Avian influenza poses a risk to the poultry sector and to human health. Georgia was considered to be at extreme risk due to its location on major pathways for migratory birds and its shared borders with Turkey, Russia, and Azerbaijan, all of which had outbreaks of highly pathogenic avian influenza prior to project approval. Sales of poultry products had dropped by as much as 90 percent in January 2006 following public awareness of outbreaks in Turkey and speculation about the possible spread to Georgia. An case of avian influenza in wild swans was detected in February 2006, which motivated the government's request for support from the Bank. The poultry sector of roughly 10.6 million birds contributed roughly 1.2% of GDP in 2004, and was a significant source of income for poor rural households (90 % of poultry were owned by households). Thus, avian influenza posed a significant threat, and project objectives were relevant at appraisal and remained relevant as of project closure, as avian influenza continued to pose a risk.

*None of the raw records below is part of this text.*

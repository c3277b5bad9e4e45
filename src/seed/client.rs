use anyhow::{Context, Result};
use reqwest::blocking::{Client, RequestBuilder};
use reqwest::header::{HeaderMap, HeaderValue, AUTHORIZATION, CONTENT_TYPE};
use reqwest::Method;
use serde_json::{json, Value};
use std::time::Duration;

use super::backend::{ApiError, AuthUser, Backend};
use crate::config::BackendCredentials;

const USERS_PAGE: &str = "/auth/v1/admin/users?page=1&per_page=100";

/// Blocking REST client authenticated with the service key
pub struct RestClient {
    client: Client,
    base_url: String,
}

impl RestClient {
    pub fn new(credentials: &BackendCredentials) -> Result<Self> {
        let mut headers = HeaderMap::new();
        let key = HeaderValue::from_str(&credentials.service_key)
            .context("Backend key is not a valid header value")?;
        let bearer = HeaderValue::from_str(&format!("Bearer {}", credentials.service_key))
            .context("Backend key is not a valid header value")?;
        headers.insert("apikey", key);
        headers.insert(AUTHORIZATION, bearer);

        let client = Client::builder()
            .user_agent("golf-catalog")
            .default_headers(headers)
            .timeout(Duration::from_secs(credentials.timeout_secs))
            .build()
            .context("Failed to create HTTP client")?;

        Ok(Self {
            client,
            base_url: credentials.url.trim_end_matches('/').to_string(),
        })
    }

    fn url(&self, path: &str) -> String {
        format!("{}{}", self.base_url, path)
    }

    fn send(&self, request: RequestBuilder, context: &str) -> Result<Value, ApiError> {
        let response = request.send()?;
        let status = response.status();
        let text = response.text()?;

        if !status.is_success() {
            return Err(ApiError::Status {
                code: status.as_u16(),
                body: text,
            });
        }

        if text.trim().is_empty() {
            return Ok(Value::Array(Vec::new()));
        }

        serde_json::from_str(&text).map_err(|source| ApiError::Json {
            context: context.to_string(),
            source,
        })
    }
}

impl Backend for RestClient {
    fn rest(&self, method: Method, path: &str, body: Option<&Value>) -> Result<Value, ApiError> {
        let mut request = self
            .client
            .request(method, self.url(path))
            .header(CONTENT_TYPE, "application/json")
            .header("Prefer", "return=representation");
        if let Some(body) = body {
            request = request.json(body);
        }
        self.send(request, path)
    }

    fn create_user(&self, email: &str, password: &str) -> Result<AuthUser, ApiError> {
        let body = json!({
            "email": email,
            "password": password,
            "email_confirm": true,
        });
        let request = self.client.post(self.url("/auth/v1/admin/users")).json(&body);
        let value = self.send(request, "create user")?;

        let id = value
            .get("id")
            .and_then(Value::as_str)
            .ok_or_else(|| ApiError::MissingField("id".to_string()))?;
        Ok(AuthUser {
            id: id.to_string(),
            email: Some(email.to_string()),
        })
    }

    fn list_users(&self) -> Result<Vec<AuthUser>, ApiError> {
        let value = self.send(self.client.get(self.url(USERS_PAGE)), "list users")?;
        parse_user_page(value)
    }
}

/// The admin API answers either `{"users": [...]}` or a bare array
pub fn parse_user_page(value: Value) -> Result<Vec<AuthUser>, ApiError> {
    let users = match value {
        Value::Object(mut obj) => obj
            .remove("users")
            .ok_or_else(|| ApiError::MissingField("users".to_string()))?,
        other => other,
    };
    serde_json::from_value(users).map_err(|source| ApiError::Json {
        context: "user page".to_string(),
        source,
    })
}

#[cfg(test)]
mod tests {
    use super::*;

    #[test]
    fn test_parse_user_page_shapes() {
        let wrapped = json!({"users": [{"id": "u1", "email": "a@b.c"}], "aud": "x"});
        let bare = json!([{"id": "u2"}]);

        assert_eq!(
            parse_user_page(wrapped).unwrap(),
            vec![AuthUser {
                id: "u1".into(),
                email: Some("a@b.c".into())
            }]
        );
        assert_eq!(parse_user_page(bare).unwrap()[0].email, None);
        assert!(parse_user_page(json!({"total": 0})).is_err());
    }

    #[test]
    fn test_client_trims_base_url() {
        let client = RestClient::new(&BackendCredentials {
            url: "https://example.supabase.co/".into(),
            service_key: "key".into(),
            timeout_secs: 5,
        })
        .unwrap();
        assert_eq!(client.url("/rest/v1/profiles"), "https://example.supabase.co/rest/v1/profiles");
    }
}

The appraisal document notes that institutional arrangements for disease control were well established in Georgia prior to appraisal, with a surveillance system (including sample collection and reporting) that had tracked human influenza in place since 2004. A national avian influenza plan was produced by the government prior to project approval, but more detailed operational plans were still needed. A program of upgrades for human and veterinary laboratories financed by USAID was already in progress, as were support programs from FAO and WHO. However, some gaps remained in animal surveillance, staff training, communications and awareness, the enabling environment, and other areas (appraisal document page 5).

The objective could have been more relevant if it included zoonotic diseases beyond those that affect poultry. Georgia suffered serious outbreaks of African Swine Fever (a zoonotic disease found in pigs) in 2007 which was not covered under the poultry-oriented objective, though the project was able to provide some urgent technical assistance to assess the outbreak, and a separate FAO project was able to provide the needed support.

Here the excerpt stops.